### What you will do
Do any lines in the data below contain "PackedRgba"? If so, copy every one of them.

***

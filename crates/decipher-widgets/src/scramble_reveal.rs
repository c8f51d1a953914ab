#![forbid(unsafe_code)]

//! Scramble-reveal text widget.
//!
//! Draws one [`RevealRun`] into a buffer row: revealed characters in one
//! style, still-scrambled characters in another. The widget itself is pure
//! configuration; all animation state lives in the run, so the same widget
//! value can render any number of runs.
//!
//! # Example
//!
//! ```
//! use decipher_core::reveal::RevealRun;
//! use decipher_core::geometry::Rect;
//! use decipher_render::{Buffer, PackedRgba, Style};
//! use decipher_widgets::{ScrambleReveal, StatefulWidget};
//! use std::time::Duration;
//!
//! let widget = ScrambleReveal::new()
//!     .revealed_style(Style::new().fg(PackedRgba::rgb(120, 220, 160)))
//!     .scrambled_style(Style::new().dim());
//!
//! let mut run = RevealRun::new("CODEX").reveal_delay(Duration::from_millis(10));
//! run.tick(Duration::from_millis(60));
//! let mut buf = Buffer::new(10, 1);
//! widget.render(Rect::from_size(10, 1), &mut buf, &mut run);
//! assert_eq!(buf.row_text(0), "CODEX     ");
//! ```

use decipher_core::geometry::Rect;
use decipher_core::reveal::RevealRun;
use decipher_render::buffer::Buffer;
use decipher_render::style::Style;
use unicode_width::UnicodeWidthChar;

use crate::{StatefulWidget, draw_glyph};

/// A widget that displays a [`RevealRun`] with per-phase styling.
#[derive(Debug, Clone, Copy, Default)]
pub struct ScrambleReveal {
    revealed_style: Style,
    scrambled_style: Style,
}

impl ScrambleReveal {
    /// Create a widget with unstyled output.
    pub fn new() -> Self {
        Self::default()
    }

    /// Style for characters already revealed.
    #[must_use]
    pub fn revealed_style(mut self, style: Style) -> Self {
        self.revealed_style = style;
        self
    }

    /// Style for characters still scrambled. Applies to not-yet-revealed
    /// spaces too, so a background color covers the whole span evenly.
    #[must_use]
    pub fn scrambled_style(mut self, style: Style) -> Self {
        self.scrambled_style = style;
        self
    }
}

impl StatefulWidget for ScrambleReveal {
    type State = RevealRun;

    fn render(&self, area: Rect, buf: &mut Buffer, state: &mut Self::State) {
        #[cfg(feature = "tracing")]
        let _span = tracing::debug_span!(
            "widget_render",
            widget = "ScrambleReveal",
            len = state.len(),
            revealed = state.revealed()
        )
        .entered();

        if area.is_empty() || state.is_empty() {
            return;
        }

        let y = area.top();
        let max_x = area.right();
        let mut x = area.left();

        for index in 0..state.len() {
            if x >= max_x {
                break;
            }
            let Some(ch) = state.display_char(index) else {
                break;
            };
            let style = if state.is_revealed(index) {
                self.revealed_style
            } else {
                self.scrambled_style
            };
            let next = draw_glyph(buf, x, y, ch, style, max_x);
            if next == x && ch.width().unwrap_or(0) > 0 {
                // Clipped at the right edge; nothing further fits.
                break;
            }
            x = next;
        }
    }
}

***

### Output below
//! use decipher_render::{Buffer, PackedRgba, Style};
//!     .revealed_style(Style::new().fg(PackedRgba::rgb(120, 220, 160)))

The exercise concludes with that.